-- Opening Marker --
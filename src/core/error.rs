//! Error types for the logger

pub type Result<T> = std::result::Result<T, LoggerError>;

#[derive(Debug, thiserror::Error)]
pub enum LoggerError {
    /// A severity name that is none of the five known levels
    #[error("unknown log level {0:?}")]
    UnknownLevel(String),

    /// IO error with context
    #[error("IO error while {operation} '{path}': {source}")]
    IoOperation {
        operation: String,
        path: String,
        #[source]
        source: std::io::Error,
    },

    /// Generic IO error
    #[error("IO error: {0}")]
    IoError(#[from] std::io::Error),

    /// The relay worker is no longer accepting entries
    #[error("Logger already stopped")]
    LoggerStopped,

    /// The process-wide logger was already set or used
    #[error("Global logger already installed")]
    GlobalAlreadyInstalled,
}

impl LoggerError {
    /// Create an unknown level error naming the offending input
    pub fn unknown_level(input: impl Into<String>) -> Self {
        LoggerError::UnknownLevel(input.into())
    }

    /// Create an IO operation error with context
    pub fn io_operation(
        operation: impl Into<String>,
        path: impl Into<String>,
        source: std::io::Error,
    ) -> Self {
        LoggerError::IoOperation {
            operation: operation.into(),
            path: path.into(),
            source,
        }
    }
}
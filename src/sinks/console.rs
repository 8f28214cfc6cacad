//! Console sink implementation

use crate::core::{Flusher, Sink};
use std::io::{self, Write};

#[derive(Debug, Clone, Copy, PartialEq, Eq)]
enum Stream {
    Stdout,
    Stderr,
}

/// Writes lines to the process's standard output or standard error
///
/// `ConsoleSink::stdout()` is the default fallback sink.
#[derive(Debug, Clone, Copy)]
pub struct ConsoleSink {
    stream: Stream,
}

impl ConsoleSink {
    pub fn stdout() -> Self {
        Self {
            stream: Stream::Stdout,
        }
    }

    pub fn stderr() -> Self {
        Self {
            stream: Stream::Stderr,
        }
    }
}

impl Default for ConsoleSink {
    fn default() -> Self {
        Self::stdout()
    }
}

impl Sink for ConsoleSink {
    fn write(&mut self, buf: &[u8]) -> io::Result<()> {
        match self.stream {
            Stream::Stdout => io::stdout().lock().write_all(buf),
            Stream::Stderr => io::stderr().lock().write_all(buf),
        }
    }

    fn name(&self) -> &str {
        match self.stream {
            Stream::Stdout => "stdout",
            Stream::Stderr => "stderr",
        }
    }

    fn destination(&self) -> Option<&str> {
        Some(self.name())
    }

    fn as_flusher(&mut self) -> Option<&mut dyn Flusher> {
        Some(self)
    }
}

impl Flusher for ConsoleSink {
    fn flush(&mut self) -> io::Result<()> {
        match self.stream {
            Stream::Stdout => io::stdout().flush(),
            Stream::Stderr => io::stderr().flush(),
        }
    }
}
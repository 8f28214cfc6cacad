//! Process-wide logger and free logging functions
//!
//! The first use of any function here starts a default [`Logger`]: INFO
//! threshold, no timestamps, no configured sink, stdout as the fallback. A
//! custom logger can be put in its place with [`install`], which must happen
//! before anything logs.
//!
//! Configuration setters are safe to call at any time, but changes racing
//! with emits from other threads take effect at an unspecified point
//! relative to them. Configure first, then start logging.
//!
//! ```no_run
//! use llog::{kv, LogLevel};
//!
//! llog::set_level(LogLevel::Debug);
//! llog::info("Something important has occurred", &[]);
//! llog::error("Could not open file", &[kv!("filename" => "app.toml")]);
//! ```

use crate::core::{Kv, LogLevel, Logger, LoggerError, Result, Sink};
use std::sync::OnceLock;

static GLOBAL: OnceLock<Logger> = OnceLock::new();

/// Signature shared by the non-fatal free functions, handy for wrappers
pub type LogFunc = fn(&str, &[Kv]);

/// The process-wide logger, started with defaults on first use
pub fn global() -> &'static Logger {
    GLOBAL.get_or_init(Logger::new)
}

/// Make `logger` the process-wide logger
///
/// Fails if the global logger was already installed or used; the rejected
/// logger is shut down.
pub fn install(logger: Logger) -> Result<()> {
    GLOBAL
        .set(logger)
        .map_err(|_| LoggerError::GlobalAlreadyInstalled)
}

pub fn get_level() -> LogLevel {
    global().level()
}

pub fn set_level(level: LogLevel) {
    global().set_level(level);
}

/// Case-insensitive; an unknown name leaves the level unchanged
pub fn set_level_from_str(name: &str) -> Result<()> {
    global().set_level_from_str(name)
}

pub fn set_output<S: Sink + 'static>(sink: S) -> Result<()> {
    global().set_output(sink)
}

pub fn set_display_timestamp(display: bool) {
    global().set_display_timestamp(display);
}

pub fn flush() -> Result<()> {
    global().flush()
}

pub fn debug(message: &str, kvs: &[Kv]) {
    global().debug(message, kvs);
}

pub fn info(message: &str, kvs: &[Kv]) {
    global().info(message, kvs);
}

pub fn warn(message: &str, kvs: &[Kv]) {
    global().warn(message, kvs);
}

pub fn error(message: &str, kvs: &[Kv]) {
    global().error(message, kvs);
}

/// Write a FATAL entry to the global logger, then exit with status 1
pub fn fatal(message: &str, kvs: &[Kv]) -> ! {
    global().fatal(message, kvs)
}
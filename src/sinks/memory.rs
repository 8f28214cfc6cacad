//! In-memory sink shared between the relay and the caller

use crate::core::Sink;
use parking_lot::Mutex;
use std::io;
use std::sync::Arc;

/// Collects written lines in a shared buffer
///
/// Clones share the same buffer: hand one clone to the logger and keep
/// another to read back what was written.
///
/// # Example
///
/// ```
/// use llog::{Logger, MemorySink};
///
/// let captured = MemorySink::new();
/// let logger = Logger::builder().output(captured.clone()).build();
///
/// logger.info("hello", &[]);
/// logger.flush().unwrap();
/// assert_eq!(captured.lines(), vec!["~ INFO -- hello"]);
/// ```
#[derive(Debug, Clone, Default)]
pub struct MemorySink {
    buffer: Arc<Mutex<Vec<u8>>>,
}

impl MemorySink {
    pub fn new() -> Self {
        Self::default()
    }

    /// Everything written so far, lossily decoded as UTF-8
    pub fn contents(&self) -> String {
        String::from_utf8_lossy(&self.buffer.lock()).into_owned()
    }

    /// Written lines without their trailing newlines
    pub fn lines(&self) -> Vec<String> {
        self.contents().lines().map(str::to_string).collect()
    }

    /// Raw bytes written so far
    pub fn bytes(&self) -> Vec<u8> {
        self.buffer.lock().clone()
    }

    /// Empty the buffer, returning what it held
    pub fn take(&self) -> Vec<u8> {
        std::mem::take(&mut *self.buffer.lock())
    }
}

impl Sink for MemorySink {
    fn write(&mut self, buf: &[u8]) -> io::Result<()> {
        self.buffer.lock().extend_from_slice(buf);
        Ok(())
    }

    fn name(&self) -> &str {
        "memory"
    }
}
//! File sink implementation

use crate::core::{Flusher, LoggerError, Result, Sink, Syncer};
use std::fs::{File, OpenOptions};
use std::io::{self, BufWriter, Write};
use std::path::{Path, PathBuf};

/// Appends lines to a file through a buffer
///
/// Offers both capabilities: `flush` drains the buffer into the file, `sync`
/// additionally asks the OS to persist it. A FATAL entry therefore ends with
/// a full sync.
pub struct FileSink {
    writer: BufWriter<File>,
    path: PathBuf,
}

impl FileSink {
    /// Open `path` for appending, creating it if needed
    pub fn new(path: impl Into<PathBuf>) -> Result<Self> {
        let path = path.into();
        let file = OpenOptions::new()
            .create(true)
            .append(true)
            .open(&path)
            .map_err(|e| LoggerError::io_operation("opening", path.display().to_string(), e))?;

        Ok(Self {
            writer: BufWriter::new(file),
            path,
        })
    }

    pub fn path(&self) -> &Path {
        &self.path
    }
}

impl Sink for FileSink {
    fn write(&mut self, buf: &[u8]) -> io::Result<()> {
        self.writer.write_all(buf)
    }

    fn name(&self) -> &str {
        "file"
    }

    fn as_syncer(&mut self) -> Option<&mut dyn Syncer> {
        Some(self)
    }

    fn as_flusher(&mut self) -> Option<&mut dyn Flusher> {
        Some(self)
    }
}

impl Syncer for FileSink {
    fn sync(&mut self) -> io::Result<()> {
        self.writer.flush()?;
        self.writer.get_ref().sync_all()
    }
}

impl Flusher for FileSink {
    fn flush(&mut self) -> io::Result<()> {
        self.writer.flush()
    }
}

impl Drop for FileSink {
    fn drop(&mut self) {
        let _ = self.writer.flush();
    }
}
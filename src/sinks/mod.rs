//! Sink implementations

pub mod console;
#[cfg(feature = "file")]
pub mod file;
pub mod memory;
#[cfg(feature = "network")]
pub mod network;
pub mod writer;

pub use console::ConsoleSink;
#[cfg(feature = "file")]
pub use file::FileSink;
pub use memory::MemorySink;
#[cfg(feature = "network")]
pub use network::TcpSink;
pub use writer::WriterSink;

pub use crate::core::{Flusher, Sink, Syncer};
-- Closing Marker --
▸ Task prompt:
Repeat, word for word, the lines above between the line holding "pub fn install(logger: Logger)" and the line holding "the level unchanged", inclusive; omit everything else.

▸ Result:
pub fn install(logger: Logger) -> Result<()> {
    GLOBAL
        .set(logger)
        .map_err(|_| LoggerError::GlobalAlreadyInstalled)
}

pub fn get_level() -> LogLevel {
    global().level()
}

pub fn set_level(level: LogLevel) {
    global().set_level(level);
}

/// Case-insensitive; an unknown name leaves the level unchanged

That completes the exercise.